The Trustee for the Dave Dick and Erina Jacobson Family Trust and the Trustee for Tim Dick Family Trust & The Trustee for Aiden Perry Family Trust, trading as CMT Equipment v TNT Australia Pty Limited (2019/00329456) – “CMT”

For many Australian small businesses, exclusion clauses contained in transport contracts with large service providers have historically created significant barriers to receiving compensation in circumstances where goods are lost or damaged during transit. However, the incorporation of the unfair contract terms provisions in the Australian Consumer Law now means small businesses may have legal recourse in certain scenarios.

In a recent decision, the New South Wales Local Court has now weighed in on whether exclusion clauses contained in transport standard form contracts which seek to exclude all liability are unfair. The Court, in considering two claims heard jointly, decided that in both cases the relevant exclusions were unfair contract terms, and ordered the carrier to pay damages.

Background

The Australian Consumer Law provides protections for small businesses against unfair contract terms. The relevant provisions are found in Part 2-3 of Schedule 2 of the Competition and Consumer Act 2010 (the Act).

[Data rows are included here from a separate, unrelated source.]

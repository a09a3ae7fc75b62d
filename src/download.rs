// Ultralytics 🚀 AGPL-3.0 License - https://ultralytics.com/license

//! Weights and asset downloads.
//!
//! Files are streamed into a `<name>.part` file next to the destination and
//! renamed into place once complete, so an interrupted download never leaves
//! a truncated file under the final name.

use std::fs::{self, File};
use std::io::{BufWriter, Read, Write};
use std::path::{Path, PathBuf};
use std::time::{Duration, Instant};

use crate::error::{PipelineError, Result};

/// Default location of the BODY_25 weights.
pub const DEFAULT_WEIGHTS: &str = "weights/openpose_body25.onnx";

/// Connection timeout in seconds.
const CONNECT_TIMEOUT: u64 = 30;

/// Read timeout in seconds.
const READ_TIMEOUT: u64 = 300;

/// Progress bar width in characters.
const BAR_WIDTH: usize = 12;

/// Minimum seconds between progress redraws.
const MIN_UPDATE_INTERVAL: f64 = 0.1;

/// Return `path` if it exists, otherwise download it from `url`.
///
/// Missing parent directories are created before downloading.
///
/// # Errors
///
/// Returns [`PipelineError::ModelLoadError`] if the file is missing and no URL
/// was given, or if the download fails.
pub fn ensure_weights<P: AsRef<Path>>(path: P, url: Option<&str>) -> Result<PathBuf> {
    let path = path.as_ref();
    if path.is_file() {
        return Ok(path.to_path_buf());
    }

    let Some(url) = url else {
        return Err(PipelineError::ModelLoadError(format!(
            "Weights not found: {}. Pass --weights-url to download them",
            path.display()
        )));
    };

    if let Some(parent) = path.parent().filter(|p| !p.as_os_str().is_empty()) {
        fs::create_dir_all(parent).map_err(|e| {
            PipelineError::ModelLoadError(format!(
                "Failed to create directory {}: {e}",
                parent.display()
            ))
        })?;
    }

    download_file(url, path)?;
    Ok(path.to_path_buf())
}

/// Path of the temporary file used while downloading `dest`.
fn part_path(dest: &Path) -> PathBuf {
    let name = dest
        .file_name()
        .map_or_else(|| "download".to_string(), |n| n.to_string_lossy().to_string());
    dest.with_file_name(format!("{name}.part"))
}

/// Format bytes as human-readable string (e.g., "10.4MB").
#[allow(clippy::cast_precision_loss)]
fn format_bytes(bytes: u64) -> String {
    const KB: f64 = 1024.0;
    const MB: f64 = KB * 1024.0;
    const GB: f64 = MB * 1024.0;

    let bytes = bytes as f64;
    if bytes >= GB {
        format!("{:.1}GB", bytes / GB)
    } else if bytes >= MB {
        format!("{:.1}MB", bytes / MB)
    } else if bytes >= KB {
        format!("{:.1}KB", bytes / KB)
    } else {
        format!("{bytes:.0}B")
    }
}

/// Format elapsed seconds as `5.5s`, `1:05.0` or `1:01:05.0`.
#[allow(clippy::cast_possible_truncation, clippy::cast_sign_loss)]
fn format_time(seconds: f64) -> String {
    if seconds < 60.0 {
        format!("{seconds:.1}s")
    } else if seconds < 3600.0 {
        let mins = (seconds / 60.0) as u32;
        format!("{mins}:{:04.1}", seconds % 60.0)
    } else {
        let hours = (seconds / 3600.0) as u32;
        let mins = ((seconds % 3600.0) / 60.0) as u32;
        format!("{hours}:{mins:02}:{:04.1}", seconds % 60.0)
    }
}

/// Progress bar for a fraction in `[0, 1]`.
#[allow(
    clippy::cast_possible_truncation,
    clippy::cast_sign_loss,
    clippy::cast_precision_loss
)]
fn generate_bar(progress: f64, width: usize) -> String {
    let exact = progress.clamp(0.0, 1.0) * width as f64;
    let filled = exact as usize;

    let mut bar = "━".repeat(filled);
    if filled < width {
        if exact - filled as f64 > 0.5 {
            bar.push('╸');
            bar.push_str(&"─".repeat(width - filled - 1));
        } else {
            bar.push_str(&"─".repeat(width - filled));
        }
    }
    bar
}

/// Single-line download progress on stderr.
struct Progress {
    desc: String,
    total: Option<u64>,
    done: u64,
    start: Instant,
    last_draw: Instant,
}

impl Progress {
    fn new(desc: String, total: Option<u64>) -> Self {
        let now = Instant::now();
        Self {
            desc,
            total,
            done: 0,
            start: now,
            last_draw: now,
        }
    }

    fn advance(&mut self, bytes: usize) {
        self.done += bytes as u64;
        if self.last_draw.elapsed().as_secs_f64() >= MIN_UPDATE_INTERVAL {
            self.last_draw = Instant::now();
            eprint!("\r\x1b[K{}", self.line());
            std::io::stderr().flush().ok();
        }
    }

    fn finish(&self) {
        eprintln!("\r\x1b[K{}", self.line());
    }

    #[allow(
        clippy::cast_possible_truncation,
        clippy::cast_sign_loss,
        clippy::cast_precision_loss
    )]
    fn line(&self) -> String {
        let elapsed = self.start.elapsed().as_secs_f64();
        let rate = if elapsed > 0.0 {
            (self.done as f64 / elapsed) as u64
        } else {
            0
        };

        match self.total.filter(|&t| t > 0) {
            Some(total) => {
                let progress = (self.done as f64 / total as f64).min(1.0);
                format!(
                    "{}: {}% {} {}/{} {}/s {}",
                    self.desc,
                    (progress * 100.0) as u8,
                    generate_bar(progress, BAR_WIDTH),
                    format_bytes(self.done),
                    format_bytes(total),
                    format_bytes(rate),
                    format_time(elapsed)
                )
            }
            None => format!(
                "{}: {} {}/s {}",
                self.desc,
                format_bytes(self.done),
                format_bytes(rate),
                format_time(elapsed)
            ),
        }
    }
}

/// Stream `url` into `dest` through a `.part` file with a progress line.
///
/// # Errors
///
/// Returns [`PipelineError::ModelLoadError`] on network or file errors.
pub fn download_file(url: &str, dest: &Path) -> Result<()> {
    let config = ureq::Agent::config_builder()
        .timeout_connect(Some(Duration::from_secs(CONNECT_TIMEOUT)))
        .timeout_recv_body(Some(Duration::from_secs(READ_TIMEOUT)))
        .build();
    let agent = ureq::Agent::new_with_config(config);

    let response = agent.get(url).call().map_err(|e| {
        PipelineError::ModelLoadError(match &e {
            ureq::Error::Timeout(_) => format!("Connection timed out while downloading {url}"),
            ureq::Error::Io(io_err) => format!("Network error downloading {url}: {io_err}"),
            _ => format!("Failed to download {url}: {e}"),
        })
    })?;

    let total: Option<u64> = response
        .headers()
        .get("content-length")
        .and_then(|v| v.to_str().ok())
        .and_then(|s| s.parse().ok());

    let temp_path = part_path(dest);
    let _ = fs::remove_file(&temp_path);

    let mut progress = Progress::new(format!("Downloading {url} to '{}'", dest.display()), total);
    let mut reader = response.into_body().into_reader();

    let streamed = (|| -> Result<()> {
        let file = File::create(&temp_path).map_err(|e| {
            PipelineError::ModelLoadError(format!(
                "Failed to create temp file {}: {e}",
                temp_path.display()
            ))
        })?;
        let mut writer = BufWriter::new(file);
        let mut buffer = [0u8; 65536];

        loop {
            let n = reader.read(&mut buffer).map_err(|e| {
                PipelineError::ModelLoadError(format!("Failed to read from network: {e}"))
            })?;
            if n == 0 {
                break;
            }
            writer.write_all(&buffer[..n]).map_err(|e| {
                PipelineError::ModelLoadError(format!("Failed to write to temp file: {e}"))
            })?;
            progress.advance(n);
        }

        writer
            .flush()
            .map_err(|e| PipelineError::ModelLoadError(format!("Failed to flush temp file: {e}")))
    })();

    if let Err(e) = streamed {
        let _ = fs::remove_file(&temp_path);
        return Err(e);
    }
    progress.finish();

    fs::rename(&temp_path, dest).map_err(|e| {
        let _ = fs::remove_file(&temp_path);
        PipelineError::ModelLoadError(format!(
            "Failed to move downloaded file to {}: {e}",
            dest.display()
        ))
    })
}

#[cfg(test)]
mod tests {
    use super::*;

    #[test]
    fn test_existing_weights_returned_without_url() {
        let dir = tempfile::tempdir().unwrap();
        let path = dir.path().join("model.onnx");
        fs::write(&path, b"onnx").unwrap();
        assert_eq!(ensure_weights(&path, None).unwrap(), path);
    }

    #[test]
    fn test_missing_weights_without_url() {
        let dir = tempfile::tempdir().unwrap();
        let err = ensure_weights(dir.path().join("missing.onnx"), None).unwrap_err();
        assert!(matches!(err, PipelineError::ModelLoadError(_)));
        assert!(err.to_string().contains("--weights-url"));
    }

    #[test]
    fn test_part_path() {
        assert_eq!(
            part_path(Path::new("weights/body25.onnx")),
            Path::new("weights/body25.onnx.part")
        );
    }

    #[test]
    fn test_format_bytes() {
        assert_eq!(format_bytes(500), "500B");
        assert_eq!(format_bytes(1024), "1.0KB");
        assert_eq!(format_bytes(1_048_576), "1.0MB");
        assert_eq!(format_bytes(1_073_741_824), "1.0GB");
    }

    #[test]
    fn test_format_time() {
        assert_eq!(format_time(5.5), "5.5s");
        assert_eq!(format_time(65.0), "1:05.0");
        assert_eq!(format_time(3665.0), "1:01:05.0");
    }

    #[test]
    fn test_generate_bar() {
        assert_eq!(generate_bar(0.0, 10), "──────────");
        assert_eq!(generate_bar(1.0, 10), "━━━━━━━━━━");
        assert_eq!(generate_bar(0.5, 10), "━━━━━─────");
        assert_eq!(generate_bar(0.46, 10), "━━━━╸─────");
    }
}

The unfair contract term provisions were created to provide protections in relation to standard form contracts (entered into or renewed on or after 12 November 2016) where:

  • The contract contains a term which is unfair;
  • The term causes a significant imbalance in the parties’ rights and obligations;
  • The term is not reasonably necessary to protect the legitimate interests of the party that would benefit from the term; and
  • The term would cause detriment to a consumer if the term was to be relied upon.

The Court’s Decision

The proceedings in both ATCO and CMT related to goods which had either been lost, or damaged, in transit. The carrier (TNT) had predominantly denied liability for the losses on the basis their terms and conditions of carriage precluded liability.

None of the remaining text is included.